ШЕРВУД (уводимый санитарами). Самодержавие, православие, виселица!
СЦЕНА 4. Больничный садик. Шейла и Шервуд.
ШЕРВУД. Презренная распутница, женщина из потребительского ада, набрось паранджу и устыдись.
ШЕЙЛА. Гнусная белая тварь, закрой свою вонючую сексистскую пасть.
ШЕРВУД. Я действительно много заблуждался, но партия выкорчевала мои заблуждения.
ШЕЙЛА. Смилуйся надо мной, благородный разбойник, ибо все мое имущество – этот посох и портянки.
ШЕРВУД. Если повесить каждого второго жида и каждого третьего поляка, у России будет двадцать лет спокойного развития, и тогда мы раздавим Англию за неделю. (Порывается раздавить Англию. Англия сопротивляется.)
ШЕЙЛА. Садись, два, и не смей являться без родителей.
Входит МИЛЛСТОУН.
МИЛЛСТОУН. Шейла, я принес вам печальное известие.

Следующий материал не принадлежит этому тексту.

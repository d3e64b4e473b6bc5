//! # Vote Service
//!
//! Thin layer over the `VoteLedger` port: existence checks and logging.
//! The ledger itself guarantees the per-target atomic update.

use std::sync::Arc;

use uuid::Uuid;

use domains::{AppError, Result, VoteDirection, VoteLedger, VoteTally, VoteTarget};

#[derive(Clone)]
pub struct VoteService {
    ledger: Arc<dyn VoteLedger>,
}

impl VoteService {
    pub fn new(ledger: Arc<dyn VoteLedger>) -> Self {
        Self { ledger }
    }

    pub async fn cast(&self, target: VoteTarget, voter: Uuid, direction: VoteDirection) -> Result<VoteTally> {
        let tally = self
            .ledger
            .cast_vote(target, voter, direction)
            .await?
            .ok_or_else(|| AppError::not_found(target.entity(), target.id()))?;

        tracing::debug!(
            entity = target.entity(),
            target_id = %target.id(),
            %voter,
            ?direction,
            net = tally.net,
            "vote recorded"
        );
        Ok(tally)
    }

    pub async fn tally(&self, target: VoteTarget) -> Result<VoteTally> {
        self.ledger
            .vote_tally(target)
            .await?
            .ok_or_else(|| AppError::not_found(target.entity(), target.id()))
    }
}
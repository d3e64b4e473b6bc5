//! # Question Service
//!
//! Question CRUD plus the nested detail view. Tag names are resolved to
//! ids here (find-or-create), and mentions in the description are
//! dispatched after the write.

use std::sync::Arc;

use uuid::Uuid;

use domains::{
    AnswerRepo, AppError, CommentRepo, Identity, Question, QuestionEdit, QuestionRepo, Result,
    SourceType, Tag, TagRepo,
};

use crate::dispatch::{MentionDispatcher, MentionSource};
use crate::views::{AnswerThread, Presenter, QuestionDetail, QuestionView};

#[derive(Debug, Clone, Default)]
pub struct NewQuestion {
    pub title: String,
    pub description: String,
    pub tag_names: Vec<String>,
}

/// A partial edit. Empty strings count as "not provided".
#[derive(Debug, Clone, Default)]
pub struct QuestionUpdate {
    pub title: Option<String>,
    pub description: Option<String>,
    pub tag_names: Option<Vec<String>>,
}

#[derive(Clone)]
pub struct QuestionService {
    questions: Arc<dyn QuestionRepo>,
    answers: Arc<dyn AnswerRepo>,
    comments: Arc<dyn CommentRepo>,
    tags: Arc<dyn TagRepo>,
    presenter: Presenter,
    dispatcher: MentionDispatcher,
}

impl QuestionService {
    pub fn new(
        questions: Arc<dyn QuestionRepo>,
        answers: Arc<dyn AnswerRepo>,
        comments: Arc<dyn CommentRepo>,
        tags: Arc<dyn TagRepo>,
        presenter: Presenter,
        dispatcher: MentionDispatcher,
    ) -> Self {
        Self {
            questions,
            answers,
            comments,
            tags,
            presenter,
            dispatcher,
        }
    }

    pub async fn create(&self, author: &Identity, input: NewQuestion) -> Result<QuestionView> {
        let title = input.title.trim();
        let description = input.description.trim();
        if title.is_empty() || description.is_empty() {
            return Err(AppError::ValidationError(
                "Title and description are required".to_string(),
            ));
        }

        let tag_ids = self.resolve_tags(&input.tag_names).await?;
        let question = Question::new(author.id, title.to_string(), description.to_string(), tag_ids);
        self.questions.insert_question(question.clone()).await?;
        tracing::info!(question_id = %question.id, user_id = %author.id, "question created");

        self.dispatcher
            .dispatch_logged(&MentionSource {
                source_type: SourceType::Question,
                source_id: question.id,
                reference_id: question.id,
                link: format!("/question/{}", question.id),
                author,
                text: &question.description,
            })
            .await;

        self.presenter.question(&question).await
    }

    pub async fn list(&self) -> Result<Vec<QuestionView>> {
        let questions = self.questions.list_questions().await?;
        self.presenter.questions(&questions).await
    }

    pub async fn list_mine(&self, caller: &Identity) -> Result<Vec<QuestionView>> {
        let questions = self.questions.list_questions_by_user(caller.id).await?;
        self.presenter.questions(&questions).await
    }

    pub async fn list_unanswered(&self) -> Result<Vec<QuestionView>> {
        let questions = self.questions.list_unanswered_questions().await?;
        self.presenter.questions(&questions).await
    }

    /// The question with its answers (oldest first) and each answer's
    /// comments (newest first).
    pub async fn get(&self, id: Uuid) -> Result<QuestionDetail> {
        let question = self.load(id).await?;
        let question_view = self.presenter.question(&question).await?;

        let answers = self.answers.list_answers_for_question(id).await?;
        let answer_views = self.presenter.answers(&answers).await?;

        let mut threads = Vec::with_capacity(answer_views.len());
        for answer in answer_views {
            let comments = self.comments.list_comments_for_answer(answer.id).await?;
            threads.push(AnswerThread {
                comments: self.presenter.comments(&comments).await?,
                answer,
            });
        }

        Ok(QuestionDetail {
            question: question_view,
            answers: threads,
        })
    }

    pub async fn update(&self, caller: &Identity, id: Uuid, input: QuestionUpdate) -> Result<QuestionView> {
        let question = self.load(id).await?;
        caller.ensure_can_modify(question.user_id, "Question")?;

        let tag_ids = match input.tag_names {
            Some(names) => Some(self.resolve_tags(&names).await?),
            None => None,
        };
        let edit = QuestionEdit {
            title: non_empty(input.title),
            description: non_empty(input.description),
            tag_ids,
        };

        let updated = self
            .questions
            .update_question(id, edit)
            .await?
            .ok_or_else(|| AppError::not_found("Question", id))?;
        tracing::info!(question_id = %id, user_id = %caller.id, "question updated");

        self.presenter.question(&updated).await
    }

    pub async fn delete(&self, caller: &Identity, id: Uuid) -> Result<()> {
        let question = self.load(id).await?;
        caller.ensure_can_modify(question.user_id, "Question")?;

        if !self.questions.delete_question(id).await? {
            return Err(AppError::not_found("Question", id));
        }
        tracing::info!(question_id = %id, user_id = %caller.id, "question deleted");
        Ok(())
    }

    pub async fn list_tags(&self) -> Result<Vec<Tag>> {
        self.tags.list_tags().await
    }

    async fn load(&self, id: Uuid) -> Result<Question> {
        self.questions
            .find_question(id)
            .await?
            .ok_or_else(|| AppError::not_found("Question", id))
    }

    /// Trims names, drops blanks and repeats, keeps first-seen order.
    async fn resolve_tags(&self, names: &[String]) -> Result<Vec<Uuid>> {
        let mut seen: Vec<&str> = Vec::new();
        for name in names.iter().map(|n| n.trim()).filter(|n| !n.is_empty()) {
            if !seen.contains(&name) {
                seen.push(name);
            }
        }

        let mut ids = Vec::with_capacity(seen.len());
        for name in seen {
            ids.push(self.tags.find_or_create_tag(name).await?.id);
        }
        Ok(ids)
    }
}

fn non_empty(value: Option<String>) -> Option<String> {
    value
        .map(|v| v.trim().to_string())
        .filter(|v| !v.is_empty())
}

ШЕЙЛА. Что еще может опечалить бедного самурая, лишившегося своего господина?
МИЛЛСТОУН. Кое-что может. Шейла, Боб Флит расстался с вашей однокурсницей, она его бросила, он выбросился из окна, сломал ногу и не сможет больше играть в футбол.
ШЕЙЛА (после долгой паузы). Черт бы вас всех побрал. Где я нахожусь?
МИЛЛСТОУН. Вы среди друзей, в больнице, все хорошо, вас скоро выпишут.
ШЕЙЛА. Понимаете, док… Мне казалось, что больше уже ничто не тронет меня прежнюю. Даже если бы он вернулся, понимаете? Мне уже не надо, чтобы он возвращался. Но меня, оказывается, все еще радует его несчастье. Причем если бы он умер… тогда мне неловко было бы радоваться. Но если он не сможет больше играть в футбол, это прекрасно. И это меня еще радует. Черт бы вас побрал, док, вы достучались. А это кто?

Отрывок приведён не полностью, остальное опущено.